**Prompt**
Among the lines below, count those with the word "async". Answer with the number only.
[[ Extracted information, beginning ]]
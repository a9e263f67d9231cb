//! Download orchestration split into focused submodules.
//!
//! The `DownloadManager` struct and its methods are organized by domain:
//! - [`add`] - Task creation (songs, albums, artists, playlists, links)
//! - [`control`] - Task control (list, retry, cancel, remove, prune)
//! - [`supervisor`] - Per-task state machine and download attempts
//! - [`lifecycle`] - Shutdown coordination

mod add;
mod control;
mod lifecycle;
mod supervisor;

// unwrap/expect are acceptable in tests for concise failure-on-error assertions
#[allow(clippy::unwrap_used, clippy::expect_used)]
#[cfg(test)]
pub(crate) mod test_helpers;
#[allow(clippy::unwrap_used, clippy::expect_used)]
#[cfg(test)]
mod tests;

use std::collections::HashMap;
use std::sync::Arc;
use std::sync::atomic::AtomicBool;

use chrono::{DateTime, Utc};
use tokio::sync::{Mutex, Semaphore, broadcast, mpsc, watch};
use tokio_util::sync::CancellationToken;
use tokio_util::task::TaskTracker;

use crate::config::Config;
use crate::error::{Error, Result};
use crate::library::Library;
use crate::models::{SearchData, SongData};
use crate::provider::ProviderRegistry;
use crate::types::{Event, Quality, Status, TaskId, TaskInfo, UserId};

/// State a supervisor publishes for its task
#[derive(Clone, Debug)]
pub(crate) struct TaskState {
    pub(crate) status: Status,
    pub(crate) song_data: Option<SongData>,
    pub(crate) error: Option<String>,
}

impl TaskState {
    fn pending() -> Self {
        Self {
            status: Status::Pending,
            song_data: None,
            error: None,
        }
    }
}

/// Signals the registry sends to a supervisor
#[derive(Clone, Copy, Debug, PartialEq, Eq)]
pub(crate) enum Control {
    /// Start a new attempt if the last one failed or was cancelled
    Retry,
    /// Abort the current attempt, keeping the task retryable
    Cancel,
}

/// Registry-side handle of a running task
pub(crate) struct TaskHandle {
    /// Latest state published by the supervisor
    pub(crate) state: watch::Receiver<TaskState>,
    /// Never blocks; fails once the supervisor has exited
    pub(crate) control: mpsc::UnboundedSender<Control>,
    /// Cancelling this terminates the supervisor for good
    pub(crate) lifetime: CancellationToken,
    pub(crate) api: String,
    pub(crate) song_id: String,
    pub(crate) quality: Quality,
    pub(crate) created_at: DateTime<Utc>,
}

impl TaskHandle {
    /// Point-in-time copy of the task
    pub(crate) fn snapshot(&self, id: TaskId) -> TaskInfo {
        let state = self.state.borrow().clone();
        TaskInfo {
            id,
            api: self.api.clone(),
            song_id: self.song_id.clone(),
            quality: self.quality,
            status: state.status,
            data: state.song_data,
            error: state.error,
            created_at: self.created_at,
        }
    }

    pub(crate) fn status(&self) -> Status {
        self.state.borrow().status
    }
}

/// Tasks of one user plus the counter their ids are drawn from
#[derive(Default)]
pub(crate) struct UserTasks {
    /// Last id handed out; ids are never reused
    pub(crate) next_id: u64,
    pub(crate) tasks: HashMap<TaskId, TaskHandle>,
}

/// Per-user task registry with one supervisor per task (cloneable - all fields are Arc-wrapped)
#[derive(Clone)]
pub struct DownloadManager {
    /// Configuration (wrapped in Arc for sharing across tasks)
    pub(crate) config: Arc<Config>,
    /// Provider variants looked up by API name
    pub(crate) providers: Arc<ProviderRegistry>,
    /// Where finished downloads are saved
    pub(crate) library: Arc<dyn Library>,
    /// All tasks, by user; the lock is held only for map edits
    pub(crate) tasks: Arc<Mutex<HashMap<UserId, UserTasks>>>,
    /// Event broadcast channel sender (multiple subscribers supported)
    pub(crate) event_tx: broadcast::Sender<Event>,
    /// Caps concurrently transferring attempts (max_concurrent_downloads)
    pub(crate) download_limit: Arc<Semaphore>,
    /// Tracks supervisors and their attempts so shutdown can wait for them
    pub(crate) tracker: TaskTracker,
    /// Parent of every task lifetime token
    pub(crate) shutdown: CancellationToken,
    /// Flag to indicate whether new tasks are accepted (set to false during shutdown)
    pub(crate) accepting_new: Arc<AtomicBool>,
}

impl DownloadManager {
    /// Create a new DownloadManager
    ///
    /// Validates the configuration and creates the library directory. No task
    /// is running until one is added.
    pub async fn new(
        config: Config,
        providers: ProviderRegistry,
        library: Arc<dyn Library>,
    ) -> Result<Self> {
        config.validate()?;

        tokio::fs::create_dir_all(&config.download.library_dir)
            .await
            .map_err(|e| {
                crate::Error::Io(std::io::Error::new(
                    e.kind(),
                    format!(
                        "Failed to create library directory '{}': {}",
                        config.download.library_dir.display(),
                        e
                    ),
                ))
            })?;

        // Subscribers that fall more than 1000 events behind get RecvError::Lagged
        let (event_tx, _rx) = broadcast::channel(1000);

        tracing::info!(
            providers = ?providers.names(),
            max_concurrent_downloads = config.download.max_concurrent_downloads,
            "download manager initialized"
        );

        Ok(Self {
            download_limit: Arc::new(Semaphore::new(config.download.max_concurrent_downloads)),
            config: Arc::new(config),
            providers: Arc::new(providers),
            library,
            tasks: Arc::new(Mutex::new(HashMap::new())),
            event_tx,
            tracker: TaskTracker::new(),
            shutdown: CancellationToken::new(),
            accepting_new: Arc::new(AtomicBool::new(true)),
        })
    }

    /// Subscribe to task events
    ///
    /// Multiple subscribers are supported. Each subscriber receives all events independently.
    ///
    /// # Examples
    ///
    /// ```no_run
    /// use music_dl::DownloadManager;
    ///
    /// async fn watch(manager: DownloadManager) {
    ///     let mut events = manager.subscribe();
    ///     while let Ok(event) = events.recv().await {
    ///         tracing::info!(?event, "download event");
    ///     }
    /// }
    /// ```
    pub fn subscribe(&self) -> broadcast::Receiver<Event> {
        self.event_tx.subscribe()
    }

    /// Get the current configuration
    pub fn get_config(&self) -> Arc<Config> {
        Arc::clone(&self.config)
    }

    /// Registered provider API names
    pub fn providers(&self) -> Vec<String> {
        self.providers.names()
    }

    /// Search a catalogue (e.g. "tidal") through its highest-priority variant that answers
    ///
    /// # Errors
    /// - `Error::Validation` if `query` is blank or no variant serves `provider`
    /// - `Error::Cancelled` if the manager shuts down mid-search
    pub async fn search(&self, user: UserId, provider: &str, query: &str) -> Result<SearchData> {
        let query = query.trim();
        if query.is_empty() {
            return Err(Error::Validation("search query is empty".to_string()));
        }
        let cancel = self.shutdown.child_token();
        self.providers.search(&cancel, user, provider, query).await
    }

    /// Emit an event to all subscribers
    ///
    /// With no subscriber the event is dropped.
    pub(crate) fn emit_event(&self, event: Event) {
        self.event_tx.send(event).ok();
    }
}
[[ Extracted information, end ]]
**Solution to the exercise**
3